Apr 18, 2006 07:50
Had an NHS meeting today since I am Terribly Irresponsible and haven't been at lots of meetings and they wanted to sort things out. And I mostly meant to go in and tell them to terminate my membership if they wanted to, since it won't have much effect on my life besides not having the little NHS star beside my name in the graduation program, but somehow I ended up trying to explain why I've missed meetings and around the time I got to all the crazy medical stuff I burst into tears, and now I feel stupid because Ms. Vidlock looked likely to panic. It was this horrible moment of "Ohgod, I made her cry" and I tried to explain that it hadn't anything to do with her, I was just-- well, half mad, given the show (which isn't in good shape, despite the relative lackofstress at last night's Tech) and the stupid effing blood tests not coming back with any real results yet, and being tired, and-- yeah. Basically, I still might just not be in NHS anymore, but she asked me to write a letter explaining the circumstances (probably because I was rather incoherant) and we'll see how things go.

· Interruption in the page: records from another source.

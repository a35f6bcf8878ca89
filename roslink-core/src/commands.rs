//! Command helpers on [`ConnectionManager`].
//!
//! Each helper builds a [`Command`] and hands it to
//! [`ConnectionManager::send`]; they add no behaviour of their own.

use crate::command::{Command, TrajPoint};
use crate::error::SendError;
use crate::manager::ConnectionManager;

impl ConnectionManager {
    /// Joint velocities for the controller subscribed under `name`.
    pub async fn send_velocity(&self, values: Vec<f64>, name: &str) -> Result<(), SendError> {
        self.send(&Command::Velocity {
            values,
            name: name.to_string(),
        })
        .await
    }

    pub async fn send_position(&self, values: Vec<f64>, name: &str) -> Result<(), SendError> {
        self.send(&Command::Position {
            values,
            name: name.to_string(),
        })
        .await
    }

    pub async fn send_effort(&self, values: Vec<f64>, name: &str) -> Result<(), SendError> {
        self.send(&Command::Effort {
            values,
            name: name.to_string(),
        })
        .await
    }

    /// An ordered list of trajectory points; each point carries its own
    /// time-from-start.
    pub async fn send_trajectory(
        &self,
        points: Vec<TrajPoint>,
        name: &str,
    ) -> Result<(), SendError> {
        self.send(&Command::Trajectory {
            points,
            name: name.to_string(),
        })
        .await
    }

    /// Joypad buttons and axes, always published as `joypad`.
    pub async fn send_joypad(&self, buttons: Vec<i32>, axes: Vec<f64>) -> Result<(), SendError> {
        self.send(&Command::Joypad { buttons, axes }).await
    }
}

#[cfg(test)]
mod tests {
    use super::*;

    #[tokio::test]
    async fn helpers_require_a_connection() {
        let manager = ConnectionManager::new();
        assert!(matches!(
            manager.send_velocity(vec![1.0, 2.0, 3.0], "velocity_publisher").await,
            Err(SendError::NotConnected)
        ));
        assert!(matches!(
            manager
                .send_trajectory(vec![TrajPoint::new(vec![0.0], vec![0.0], vec![0.0])], "traj")
                .await,
            Err(SendError::NotConnected)
        ));
        assert!(matches!(
            manager.send_joypad(vec![], vec![]).await,
            Err(SendError::NotConnected)
        ));
    }
}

. . . Yeah, I think I'm going to go back to sleep now. This already looks like a very silly day, but I think it won't be a bad one, in the end. Rest and cleaning and rehearsal and RENT with Holly, and the same tomorrow (er. Minus RENT.) I've also been invited to tea, but I think I won't go-- the rest is more important.
This is just not an emotionally stable year for me. But the funny thing is, it hasn't been at all a bad one, so-- yes. Around noon, when I wake up again, I suspect I shall feel very well indeed.